When investing in top quality, specialty coffee beans for home, you’d want to get the most out of them. Incorrect storage can really mess with your brew, so we’ve compiled a basic cheat sheet on coffee storage.
To Fridge or Not to Fridge
There’s quite a debate around fridge storage. What do we say? While the fridge itself is not the major problem, the act of taking your beans in and out of the fridge results in condensation forming inside the bag or container. This will wreak havoc on your beans, not to mention other funky fridge aromas being absorbed.
The same goes for freezing; ice crystals that are formed as the container is brought in and out of the freezer will degrade your beautiful beans, i.e. unless they are portion-packed and not moved around regularly.
Image, Fellow Products. Available here.
Buy Less, More Often
It’s best to not stockpile coffee for long periods as the freshness peaks between 2-3 weeks after roasting. We recommend buying less coffee, more often, to enjoy maximum freshness.
Pre-ground coffee should be used within approx. 2 weeks (we recommend grinding your own as needed for the freshest possible coffee).
Grind as Needed
The major enemies of coffee are the aforementioned moisture, as well as heat, light and oxygen. High oxygen levels start the oxidization process and once ground, carbon dioxide is released, oils evaporate more quickly and the flavour is lost.
If you can grind coffee before you make your morning brew, you will be far closer to achieving café-quality freshness. We love the Hario Slim Pro grinder. For a mechanical option, many of our staff members own the Breville Smart Grinder Pro (no affiliation, we just think it’s a great quality home-use electric grinder!).
Store with Care
When your order arrives, we recommend using the tin-tie that comes with your Beancraft bag and placing it in the pantry or a cupboard where the temperature is stable and around 15-20 degrees.

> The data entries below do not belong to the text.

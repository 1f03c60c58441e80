//! Reference network configuration.

use burn::config::Config;

/// Configuration for the bundled convolutional multi-view decoder.
///
/// The trainer itself accepts any [`crate::model::MultiViewModel`]; this
/// config only describes the small reference network used by tests and demos.
#[derive(Config, Debug)]
pub struct MultiViewDecoderConfig {
    /// Number of predicted viewpoints per input image.
    pub num_views: usize,

    /// Number of input image channels.
    #[config(default = 3)]
    pub input_channels: usize,

    /// Number of channels in the hidden convolutional layers.
    #[config(default = 16)]
    pub hidden_channels: usize,

    /// Number of hidden convolutional layers.
    #[config(default = 2)]
    pub num_layers: usize,
}

impl MultiViewDecoderConfig {
    /// Number of coordinate output channels (`3 * V`: XY plus depth per view).
    pub fn coordinate_channels(&self) -> usize {
        self.num_views * 3
    }
}

#[cfg(test)]
mod tests {
    use super::*;

    #[test]
    fn test_decoder_config() {
        let config = MultiViewDecoderConfig::new(8);
        assert_eq!(config.num_views, 8);
        assert_eq!(config.coordinate_channels(), 24);
        assert_eq!(config.hidden_channels, 16);
    }
}
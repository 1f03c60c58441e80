//! Supervised training loop for multi-view depth and mask prediction.

use burn::lr_scheduler::LrScheduler;
use burn::module::AutodiffModule;
use burn::optim::{GradientsParams, Optimizer};
use burn::prelude::*;
use burn::tensor::backend::AutodiffBackend;

use crate::config::TrainingConfig;
use crate::data::{MultiViewBatch, MultiViewDataset};
use crate::error::{MvDepthError, Result};
use crate::loss::CompositeLoss;
use crate::model::{MultiViewModel, Prediction};
use crate::training::metrics::{EpochLosses, EpochRecord, RunningLoss, TrainingHistory};
use crate::training::targets::coordinate_targets;
use crate::viz::{render_board, ImageBoard};

/// Hook invoked after every epoch, typically used for checkpointing and
/// writing image boards. Receives the current model, the history so far, a
/// board rendered from the first validation batch, and the epoch index.
pub type EpochCallback<'a, M> = &'a mut dyn FnMut(&M, &TrainingHistory, &ImageBoard, usize);

/// Drives optimization of a [`MultiViewModel`] over a train/validation split.
pub struct MultiViewTrainer<B: AutodiffBackend> {
    config: TrainingConfig,
    device: B::Device,
    loss: CompositeLoss,
}

impl<B: AutodiffBackend> MultiViewTrainer<B> {
    pub fn new(config: TrainingConfig, device: B::Device) -> Result<Self> {
        config
            .validate()
            .map_err(|message| MvDepthError::InvalidConfig { message })?;
        let loss = CompositeLoss::new(config.loss.clone());
        Ok(Self {
            config,
            device,
            loss,
        })
    }

    pub fn config(&self) -> &TrainingConfig {
        &self.config
    }

    /// Run the full training loop and return the trained model together with
    /// the per-epoch loss history.
    ///
    /// The learning rate scheduler is stepped once per training batch. The
    /// validation pass runs on the inner backend so no gradients are tracked
    /// and no parameters are updated.
    pub fn fit<M, O, S>(
        &self,
        mut model: M,
        mut optimizer: O,
        mut scheduler: S,
        train_data: &MultiViewDataset,
        val_data: &MultiViewDataset,
        mut on_after_epoch: Option<EpochCallback<'_, M>>,
    ) -> Result<(M, TrainingHistory)>
    where
        M: MultiViewModel<B> + AutodiffModule<B>,
        M::InnerModule: MultiViewModel<B::InnerBackend>,
        O: Optimizer<M, B>,
        S: LrScheduler<B>,
    {
        if train_data.is_empty() {
            return Err(MvDepthError::EmptyDataset {
                split: "training".to_string(),
            });
        }
        if val_data.is_empty() {
            return Err(MvDepthError::EmptyDataset {
                split: "validation".to_string(),
            });
        }

        log::info!(
            "training epochs {}..{}: {} train / {} val examples, batch size {}",
            self.config.start_epoch,
            self.config.end_epoch,
            train_data.len(),
            val_data.len(),
            self.config.batch_size,
        );

        let mut history = TrainingHistory::new();

        for epoch in self.config.start_epoch..self.config.end_epoch {
            let (updated, train_losses) =
                self.train_epoch(model, &mut optimizer, &mut scheduler, train_data, epoch)?;
            model = updated;

            let val_losses = self.val_epoch(&model, val_data)?;

            let record = EpochRecord {
                epoch,
                train: train_losses,
                val: val_losses,
            };
            record.log();
            history.push(record);

            if let Some(callback) = on_after_epoch.as_mut() {
                let board = self.render_epoch_board(&model, val_data)?;
                callback(&model, &history, &board, epoch);
            }
        }

        log::info!("training done: {} epochs recorded", history.len());
        Ok((model, history))
    }

    fn train_epoch<M, O, S>(
        &self,
        mut model: M,
        optimizer: &mut O,
        scheduler: &mut S,
        data: &MultiViewDataset,
        epoch: usize,
    ) -> Result<(M, EpochLosses)>
    where
        M: MultiViewModel<B> + AutodiffModule<B>,
        O: Optimizer<M, B>,
        S: LrScheduler<B>,
    {
        let views = self.config.num_views;
        let mut running = RunningLoss::new();

        // Re-seed per epoch so batch order varies but runs stay reproducible.
        let seed = self.config.shuffle_seed.wrapping_add(epoch as u64);
        let mut batches = data.batches(self.config.batch_size, Some(seed));

        while let Some(batch) = batches.next_batch::<B>(&self.device) {
            let n = batch.batch_size();
            let [_, _, h, w] = batch.depth_gt.dims();
            let xy_targets = coordinate_targets::<B>(n, views, h, w, &self.device);

            let (coordinates, mask_logits) = model.forward(batch.images.clone());
            let prediction = Prediction::split(coordinates, mask_logits, views)?;
            let losses = self.loss.forward(
                &prediction,
                xy_targets,
                batch.depth_gt.clone(),
                batch.mask_gt.clone(),
            );

            let xyz = scalar_value(&losses.xyz);
            let mask = scalar_value(&losses.mask);
            let total = scalar_value(&losses.total);

            let grads = losses.total.backward();
            let grads = GradientsParams::from_grads(grads, &model);
            let lr = scheduler.step();
            model = optimizer.step(lr, model, grads);

            running.add(xyz, mask, total, n);
        }

        Ok((model, running.average(data.len())))
    }

    fn val_epoch<M>(&self, model: &M, data: &MultiViewDataset) -> Result<EpochLosses>
    where
        M: AutodiffModule<B>,
        M::InnerModule: MultiViewModel<B::InnerBackend>,
    {
        let inner = model.valid();
        let views = self.config.num_views;
        let mut running = RunningLoss::new();

        let mut batches = data.batches(self.config.batch_size, None);
        while let Some(batch) = batches.next_batch::<B::InnerBackend>(&self.device) {
            let n = batch.batch_size();
            let [_, _, h, w] = batch.depth_gt.dims();
            let xy_targets = coordinate_targets::<B::InnerBackend>(n, views, h, w, &self.device);

            let (coordinates, mask_logits) = inner.forward(batch.images.clone());
            let prediction = Prediction::split(coordinates, mask_logits, views)?;
            let losses = self
                .loss
                .forward(&prediction, xy_targets, batch.depth_gt, batch.mask_gt);

            running.add(
                scalar_value(&losses.xyz),
                scalar_value(&losses.mask),
                scalar_value(&losses.total),
                n,
            );
        }

        Ok(running.average(data.len()))
    }

    fn render_epoch_board<M>(&self, model: &M, val_data: &MultiViewDataset) -> Result<ImageBoard>
    where
        M: AutodiffModule<B>,
        M::InnerModule: MultiViewModel<B::InnerBackend>,
    {
        let inner = model.valid();
        let mut batches = val_data.batches(self.config.batch_size, None);
        let batch: MultiViewBatch<B::InnerBackend> = batches
            .next_batch(&self.device)
            .ok_or_else(|| MvDepthError::EmptyDataset {
                split: "validation".to_string(),
            })?;
        render_board(&inner, &batch, self.config.num_views)
    }
}

fn scalar_value<B: Backend>(tensor: &Tensor<B, 1>) -> f64 {
    tensor.clone().to_data().to_vec::<f32>().unwrap()[0] as f64
}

You can also transfer beans to an opaque airtight container, making sure it is not near the stove, oven or area that has fluctuations in temperature. There are also a number of air-tight storage containers on the market, some of which have pressure-activated valves to maximize freshness. Clear containers are fine if kept in the pantry – remember that light is also one of the enemies of coffee freshness.